Clearly, this is a serious blow to industrial harmony. It is a sad day for the gains we have made as a people. Why do I say so and this is why I am really making another passionate plea to the Hon. Vice President to reconsider the couching of these sections, particularly Section 174. What is clear is that it betrays an inarticulate measure premise, the hidden motive. The hidden motive is to mimic and portray a change in the base in terms of the ownership of the means of production. The liberation struggle was all about the working peoples’ rights. The liberation struggle was all about making sure that we deal with the lowest of the low. The liberation struggle was all about the rights of the working people in the industries. If you look at this kind of a clause, it is reflecting the change in the superstructure, because there has been a change in the base in terms of who owns the means of production, particularly in terms of the ruling class.
So, it has a danger in it. We may not see the language, we may not see the motive but the motive and the sting in it is going to affect and undermine the gains of our liberation struggle.
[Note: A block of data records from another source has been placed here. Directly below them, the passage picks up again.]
//! Officer reducer.
//!
//! Tickets keep a weak reference to their officer, so deleting an officer
//! leaves its tickets (and their captured officer name) in place.

use super::{is_blank, show};
use crate::error::{ConsoleError, Entity, Field, Result, ValidationErrors};
use crate::ids::unique_id;
use crate::navigation::{Params, Screen};
use crate::reducer::{ConsoleAction, ConsoleEnvironment, ConsoleState};
use crate::types::{Officer, OfficerId, OfficerStatus};
use parking_console_core::reducer::Effects;
use parking_console_core::smallvec;
use serde::{Deserialize, Serialize};

/// Officer actions
#[derive(Clone, Debug, PartialEq, Eq, Serialize, Deserialize)]
pub enum OfficerAction {
    /// Add an officer
    Create(OfficerDraft),
    /// Merge an edit into an existing officer
    Update {
        /// Officer to edit
        id: OfficerId,
        /// Fields to change
        patch: OfficerPatch,
    },
    /// Remove an officer
    Delete {
        /// Officer to remove
        id: OfficerId,
    },
}

/// Form submission for a new officer
#[derive(Clone, Debug, Default, PartialEq, Eq, Serialize, Deserialize)]
#[serde(rename_all = "camelCase", default)]
pub struct OfficerDraft {
    /// Badge number
    pub badge_id: String,
    /// Display name
    pub name: String,
    /// Contact email
    pub email: String,
    /// Contact phone
    pub phone: String,
    /// Roster status
    pub status: OfficerStatus,
}

/// Field-level edit of an officer; `None` keeps the current value
#[derive(Clone, Debug, Default, PartialEq, Eq, Serialize, Deserialize)]
#[serde(rename_all = "camelCase", default)]
pub struct OfficerPatch {
    /// New badge number
    pub badge_id: Option<String>,
    /// New display name
    pub name: Option<String>,
    /// New email
    pub email: Option<String>,
    /// New phone
    pub phone: Option<String>,
    /// New roster status
    pub status: Option<OfficerStatus>,
}

fn validate(state: &ConsoleState, officer: &Officer) -> Result<()> {
    let mut errors = ValidationErrors::new();
    errors.check(is_blank(&officer.name), Field::Name, "Name is required.");
    errors.check(is_blank(&officer.badge_id), Field::BadgeId, "Badge ID is required.");
    errors.check(
        !is_blank(&officer.badge_id)
            && state
                .officers
                .iter()
                .any(|other| other.id != officer.id && other.badge_id.trim() == officer.badge_id.trim()),
        Field::BadgeId,
        "Badge ID is already assigned.",
    );
    errors.check(
        !officer.email.is_empty() && !officer.email.contains('@'),
        Field::Email,
        "Email address is invalid.",
    );
    errors.into_result()
}

/// Reduces an officer action
pub(crate) fn reduce(
    state: &mut ConsoleState,
    action: OfficerAction,
    env: &ConsoleEnvironment,
) -> Result<Effects<ConsoleAction>> {
    match action {
        OfficerAction::Create(draft) => {
            let id = OfficerId::new(unique_id(env.ids.as_ref(), "", |candidate| {
                state.officer(&OfficerId::from(candidate)).is_some()
            }));
            let officer = Officer {
                id,
                badge_id: draft.badge_id,
                name: draft.name,
                email: draft.email,
                phone: draft.phone,
                status: draft.status,
            };
            validate(state, &officer)?;
            tracing::info!(officer_id = %officer.id, badge = %officer.badge_id, "Officer created");
            state.officers.push(officer);
        },
        OfficerAction::Update { id, patch } => {
            let mut updated = state
                .officer(&id)
                .cloned()
                .ok_or_else(|| ConsoleError::not_found(Entity::Officer, &id))?;
            if let Some(badge_id) = patch.badge_id {
                updated.badge_id = badge_id;
            }
            if let Some(name) = patch.name {
                updated.name = name;
            }
            if let Some(email) = patch.email {
                updated.email = email;
            }
            if let Some(phone) = patch.phone {
                updated.phone = phone;
            }
            if let Some(status) = patch.status {
                updated.status = status;
            }
            validate(state, &updated)?;
            tracing::info!(officer_id = %id, "Officer updated");
            if let Some(slot) = state.officers.iter_mut().find(|officer| officer.id == id) {
                *slot = updated;
            }
        },
        OfficerAction::Delete { id } => {
            let index = state
                .officers
                .iter()
                .position(|officer| officer.id == id)
                .ok_or_else(|| ConsoleError::not_found(Entity::Officer, &id))?;
            state.officers.remove(index);
            tracing::info!(officer_id = %id, "Officer deleted");
            return Ok(smallvec![show(Screen::OfficersList, Params::new())]);
        },
    }
    Ok(smallvec![])
}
I cannot claim to be a custodian of the liberation struggle, but I am a defender of the liberation struggle. I believe that those gains we have made in the liberation struggle cannot be undermined under our watch, particularly as Parliament. I want to do this on behalf of those who are dead, who are not able to come and debate in this Parliament. I have a duty to represent the many heroes and heroines who would have wanted to see the gains of the liberation struggle being defended and being advanced.
This is why Hon. Chair, I would urge the Hon. Vice President to rethink – Section 174 (2), in the context of the issues of differentiation of salaries and working conditions for the judges in the Labour Court, Administrative Court and the High Court. Why do I say that? I say that because the way that clause is couched is such that it does not prohibit differentiation, it only speaks to issues of equalization in terms of those who are currently serving. In terms of the new arrangement and any other dispensation that is going to arise out of our circumstances in the future, you will then see that they would be a differentiation between the judges in the Labour Court, Administrative Court and the High Court.
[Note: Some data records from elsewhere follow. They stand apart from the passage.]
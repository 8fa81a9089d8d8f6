//! Domain types for the parking console.
//!
//! This module contains the value objects and entities of the console:
//! identifiers, money, the three status enumerations with their badge tables,
//! and the Ticket, Payment and Officer records.

use crate::workflow::Workflow;
use chrono::{DateTime, NaiveDate, Utc};
use serde::{Deserialize, Serialize};
use std::fmt;
use std::str::FromStr;
use thiserror::Error;

// ============================================================================
// Identifiers
// ============================================================================

/// Unique identifier for a ticket (`TKT-1000`)
#[derive(Clone, Debug, PartialEq, Eq, PartialOrd, Ord, Hash, Serialize, Deserialize)]
#[serde(transparent)]
pub struct TicketId(String);

impl TicketId {
    /// First ticket number handed out by a fresh store
    pub const FIRST_NUMBER: u32 = 1000;

    /// Wraps an existing identifier
    #[must_use]
    pub fn new(id: impl Into<String>) -> Self {
        Self(id.into())
    }

    /// Builds the identifier for a ticket number
    #[must_use]
    pub fn from_number(number: u32) -> Self {
        Self(format!("TKT-{number}"))
    }

    /// Returns the identifier text
    #[must_use]
    pub fn as_str(&self) -> &str {
        &self.0
    }
}

impl fmt::Display for TicketId {
    fn fmt(&self, f: &mut fmt::Formatter<'_>) -> fmt::Result {
        f.write_str(&self.0)
    }
}

impl From<&str> for TicketId {
    fn from(id: &str) -> Self {
        Self::new(id)
    }
}

/// Unique identifier for a payment (`PMT-2000`, `PMT-K3J9Q0ZQ1`)
#[derive(Clone, Debug, PartialEq, Eq, PartialOrd, Ord, Hash, Serialize, Deserialize)]
#[serde(transparent)]
pub struct PaymentId(String);

impl PaymentId {
    /// Prefix shared by all payment identifiers
    pub const PREFIX: &'static str = "PMT-";

    /// Wraps an existing identifier
    #[must_use]
    pub fn new(id: impl Into<String>) -> Self {
        Self(id.into())
    }

    /// Returns the identifier text
    #[must_use]
    pub fn as_str(&self) -> &str {
        &self.0
    }
}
It puts paid to the argument that has been advanced by other colleagues here to say the Labour Court is not as important and it is supposed to be subordinate. There is the judgment by J. Bhunu to the effect and that has now been practiced in the courts that you cannot take a labour matter to the High Court in as much as it is a court of jurisdiction, you have to go to the Labour Court. So, why should we undress the Labour Court? Why should we go there and make the Labour Court naked? Why do we want to see the Labour Court without the sufficient muscle and authority that is important for dispensing industrial harmony and workplace peace and justice? Hon. Vice President, I know you do not normally listen to your young men but please listen to the wisdom of a young man, for once it will matter – [HON. MEMBERS: Hear, hear.] – For once it will matter and I know that you will see the wisdom of young age. You always say young people are not custodians, repositories or reservoirs of wisdom. However, on this one – accept that the young ones seem to carry the wisdom that will help the older ones, for the good of our country. Thank you very much.